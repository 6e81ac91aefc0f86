//! Catalogs of pure method objects used across the library.
//!
//! Each catalog is a closed enum with an associated evaluation function or
//! parameter set, so the full set of behaviors is statically checkable and
//! serializes with the structures that reference it.

mod activation;
mod cost;
mod crossover;
mod mutation;
mod rate;
mod selection;

pub use activation::Activation;
pub use cost::Cost;
pub use crossover::Crossover;
pub use mutation::Mutation;
pub use rate::RateSchedule;
pub use selection::Selection;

***

• **ASSIGNED TASK**:
All of the data shown above must be copied exactly.

• **EXERCISE RESULT**:
repository 6e81ac91aefc0f86
//! Catalogs of pure method objects used across the library.
//!
//! Each catalog is a closed enum with an associated evaluation function or
//! parameter set, so the full set of behaviors is statically checkable and
//! serializes with the structures that reference it.

mod activation;
mod cost;
mod crossover;
mod mutation;
mod rate;
mod selection;

pub use activation::Activation;
pub use cost::Cost;
pub use crossover::Crossover;
pub use mutation::Mutation;
pub use rate::RateSchedule;
pub use selection::Selection;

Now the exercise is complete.